• Physical Education Teachers Perceptions in the State of New York about Appropriate Strategies when Teaching English Language Learners

      Samalot-Rivera, Amaury; Iannacchino, Cristina; State University of New York College at Brockport (2020-05-15)
      Schools in the United States of America are becoming more culturally and linguistically diverse. It is estimated that by year 2030, English Language Learners (ELL) will make up 50% of the population of public schools across the United States of America (USA) (Culp & Schmidlein, 2012). This means that by next decade almost half of the students in public schools will be learning English as their second language, with a proficiency in a language other than English.
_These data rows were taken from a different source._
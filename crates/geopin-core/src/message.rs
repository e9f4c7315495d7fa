//! Message: a text note pinned to exactly one point.

use chrono::{DateTime, Utc};
use serde::{Deserialize, Serialize};
use uuid::Uuid;

/// A persisted message.
#[derive(Debug, Clone, PartialEq, Eq, Serialize, Deserialize)]
pub struct Message {
  pub message_id: Uuid,
  pub point_id:   Uuid,
  /// The user who wrote the message; always the authenticated requester.
  pub author:     Uuid,
  pub text:       String,
  pub created_at: DateTime<Utc>,
}

/// Input to [`GeoStore::create_message`](crate::store::GeoStore::create_message).
#[derive(Debug, Clone)]
pub struct NewMessage {
  pub point_id: Uuid,
  pub author:   Uuid,
  pub text:     String,
}
//! Error types for `geopin-core`.

use thiserror::Error;
use uuid::Uuid;

#[derive(Debug, Error)]
pub enum Error {
  #[error("point not found: {0}")]
  PointNotFound(Uuid),

  #[error("username already taken: {0}")]
  UsernameTaken(String),

  #[error("message text may not be blank")]
  BlankText,

  #[error("point title may not be blank")]
  BlankTitle,
}

pub type Result<T, E = Error> = std::result::Result<T, E>;

/// Implemented by backend error types so callers holding only a generic
/// `S::Error` can still tell domain failures apart from infrastructure ones.
pub trait DomainError {
  /// The domain error wrapped by `self`, if any.
  fn domain(&self) -> Option<&Error>;
}

impl DomainError for Error {
  fn domain(&self) -> Option<&Error> { Some(self) }
}
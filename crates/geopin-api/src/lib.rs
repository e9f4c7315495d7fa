//! JSON REST API for geopin.
//!
//! Exposes an axum [`Router`] backed by any [`GeoStore`]: authenticated
//! users create points and messages and search either by radius.
//!
//! # Mounting
//!
//! ```rust,ignore
//! let app = geopin_api::router(AppState::new(Arc::new(store)));
//! axum::serve(listener, app).await?;
//! ```

pub mod auth;
pub mod config;
pub mod error;
pub mod handlers;
pub mod resource;

pub use config::ServerConfig;
pub use error::ApiError;

use std::sync::Arc;

use axum::{Router, routing::any};
use geopin_core::store::GeoStore;
use tower_http::trace::TraceLayer;

use resource::{Messages, Points};

// ─── Application state ────────────────────────────────────────────────────────

/// Shared state threaded through all axum handlers.
pub struct AppState<S> {
  pub store: Arc<S>,
}

impl<S> AppState<S> {
  pub fn new(store: Arc<S>) -> Self { Self { store } }
}

impl<S> Clone for AppState<S> {
  fn clone(&self) -> Self {
    Self { store: Arc::clone(&self.store) }
  }
}

// ─── Router ───────────────────────────────────────────────────────────────────

/// The `/points` routes, relative to the API root.
fn api_routes<S>() -> Router<AppState<S>>
where
  S: GeoStore + 'static,
{
  Router::new()
    // Points
    .route("/points/",        any(handlers::create::<S, Points>))
    .route("/points/search/", any(handlers::search::<S, Points>))
    // Messages
    .route("/points/messages/",        any(handlers::create::<S, Messages>))
    .route("/points/messages/search/", any(handlers::search::<S, Messages>))
}

/// Build the application router with the API nested under `/api`.
pub fn router<S>(state: AppState<S>) -> Router
where
  S: GeoStore + 'static,
{
  Router::new()
    .nest("/api", api_routes::<S>())
    .layer(TraceLayer::new_for_http())
    .with_state(state)
}

// ─── Integration tests ────────────────────────────────────────────────────────
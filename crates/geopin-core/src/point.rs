//! Point: a named location owned by a user.

use chrono::{DateTime, Utc};
use serde::{Deserialize, Serialize};
use uuid::Uuid;

use crate::geo::Coordinate;

/// A persisted point of interest.
#[derive(Debug, Clone, PartialEq, Serialize, Deserialize)]
pub struct Point {
  pub point_id:   Uuid,
  /// The user who created the point.
  pub owner:      Uuid,
  pub title:      String,
  pub location:   Coordinate,
  pub created_at: DateTime<Utc>,
}

/// Input to [`GeoStore::create_point`](crate::store::GeoStore::create_point).
/// `point_id` and `created_at` are assigned by the store.
#[derive(Debug, Clone)]
pub struct NewPoint {
  pub owner:    Uuid,
  pub title:    String,
  pub location: Coordinate,
}
use std::fmt;
use std::sync::Arc;

use super::TransportError;

type Predicate = Arc<dyn Fn(&TransportError) -> bool + Send + Sync>;

/// Decides whether a failed send means "the service is saturated" rather
/// than a generic failure.
#[derive(Clone)]
pub struct RateLimitPolicy {
    statuses: Vec<u16>,
    markers: Vec<String>,
    predicate: Option<Predicate>,
}

impl RateLimitPolicy {
    pub fn new(statuses: Vec<u16>, markers: Vec<String>) -> Self {
        Self {
            statuses,
            markers: markers
                .into_iter()
                .map(|m| m.trim().to_lowercase())
                .filter(|m| !m.is_empty())
                .collect(),
            predicate: None,
        }
    }

    /// Replaces status and marker matching with an arbitrary check.
    pub fn with_predicate<F>(predicate: F) -> Self
        where F: Fn(&TransportError) -> bool + Send + Sync + 'static
    {
        Self {
            statuses: Vec::new(),
            markers: Vec::new(),
            predicate: Some(Arc::new(predicate)),
        }
    }

    pub fn is_rate_limited(&self, err: &TransportError) -> bool {
        if let Some(predicate) = &self.predicate {
            return predicate(err);
        }
        if let Some(status) = err.status() {
            if self.statuses.contains(&status) {
                return true;
            }
        }
        let text = err.to_string().to_lowercase();
        self.markers.iter().any(|m| text.contains(m.as_str()))
    }
}

impl Default for RateLimitPolicy {
    fn default() -> Self {
        Self::new(vec![429], vec!["resource_exhausted".to_string(), "429".to_string()])
    }
}

impl fmt::Debug for RateLimitPolicy {
    fn fmt(&self, f: &mut fmt::Formatter<'_>) -> fmt::Result {
        f.debug_struct("RateLimitPolicy")
            .field("statuses", &self.statuses)
            .field("markers", &self.markers)
            .field("custom", &self.predicate.is_some())
            .finish()
    }
}
#[tokio::test]
async fn blank_message_is_ignored() {
    let h = Harness::new();
    let before = h.widget.snapshot();

    assert_eq!(h.widget.send_message("").await, SendOutcome::Skipped);
    assert_eq!(h.widget.send_message("   \n\t").await, SendOutcome::Skipped);

    assert!(h.transport.calls().is_empty());
    assert_eq!(h.widget.snapshot(), before);
}

#[tokio::test]
async fn first_message_adopts_backend_conversation() {
    let h = Harness::new();
    assert!(h.widget.snapshot().shows_greeting_only());

    h.transport.push_send(
        Ok(SendResponse {
            respuesta: Some("Hola, ¿en qué ayudo?".into()),
            conversacion_id: Some(42),
        })
    );
    h.transport.push_list(Ok(vec![summary(42, "Hola")]));

    let seen = Arc::new(Mutex::new(Vec::new()));
    let sink = seen.clone();
    let _sub = h.widget.subscribe(move |e| sink.lock().unwrap().push(e.clone()));

    let outcome = h.widget.send_message("Hola").await;
    assert_eq!(outcome, SendOutcome::Delivered { conversation_id: Some(42) });

    let snap = h.widget.snapshot();
    assert_eq!(
        snap.messages,
        vec![ChatMessage::greeting(), ChatMessage::user("Hola"), ChatMessage::bot("Hola, ¿en qué ayudo?")]
    );
    assert_eq!(snap.active_conversation, Some(42));
    assert!(!snap.busy);
    assert_eq!(snap.conversations, vec![summary(42, "Hola")]);
    assert_eq!(h.store.get(CONVERSATION_KEY).as_deref(), Some("42"));
    assert_eq!(h.store.get(LEGACY_CONVERSATION_KEY).as_deref(), Some("42"));

    let sent = h.transport.sent.lock().unwrap().clone();
    assert_eq!(sent[0].usuario_id, "user-123");
    assert_eq!(sent[0].conversacion_id, None);
    assert_eq!(h.transport.calls(), vec!["send Hola", "list user-123"]);

    let events = seen.lock().unwrap().clone();
    assert!(events.contains(&WidgetEvent::BusyChanged(true)));
    assert!(events.contains(&WidgetEvent::ActiveConversationChanged(Some(42))));
    assert_eq!(events.last(), Some(&WidgetEvent::ConversationsChanged));
}

#[tokio::test]
async fn follow_up_message_reuses_active_conversation() {
    let store = Arc::new(MemoryStore::new());
    store.set(CONVERSATION_KEY, "7").unwrap();
    let h = Harness::with_store(store);
    h.transport.push_send(Ok(SendResponse { respuesta: None, conversacion_id: None }));

    let outcome = h.widget.send_message("¿Y el stock?").await;
    assert_eq!(outcome, SendOutcome::Delivered { conversation_id: Some(7) });

    let sent = h.transport.sent.lock().unwrap().clone();
    assert_eq!(sent[0].conversacion_id, Some(7));
    let snap = h.widget.snapshot();
    assert_eq!(snap.messages.last().unwrap().text, "🤖 Sin respuesta del servidor.");
    assert_eq!(snap.active_conversation, Some(7));
}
Students who are ELL, are also labeled as students who have English as a Second Language (ESL), and Culturally and Linguistically Diverse Learners (CLD), should be welcomed to bring their culture into the classroom (Culp & Schmidlein, 2012). The level of English proficiency of these students varies tremendously and a coordinated process is needed to take place to make sure they have the same chances as their peers to be successful in school. Some of these students may not know any English, while others may know a bit more. Spanish makes up the largest portion of this population comprising of 77% of the students in the United States. The remaining 23% is comprised of students who speak Vietnamese, Hmong, Korean, and Haitian Creole, (Culp & Schmidlein, 2012).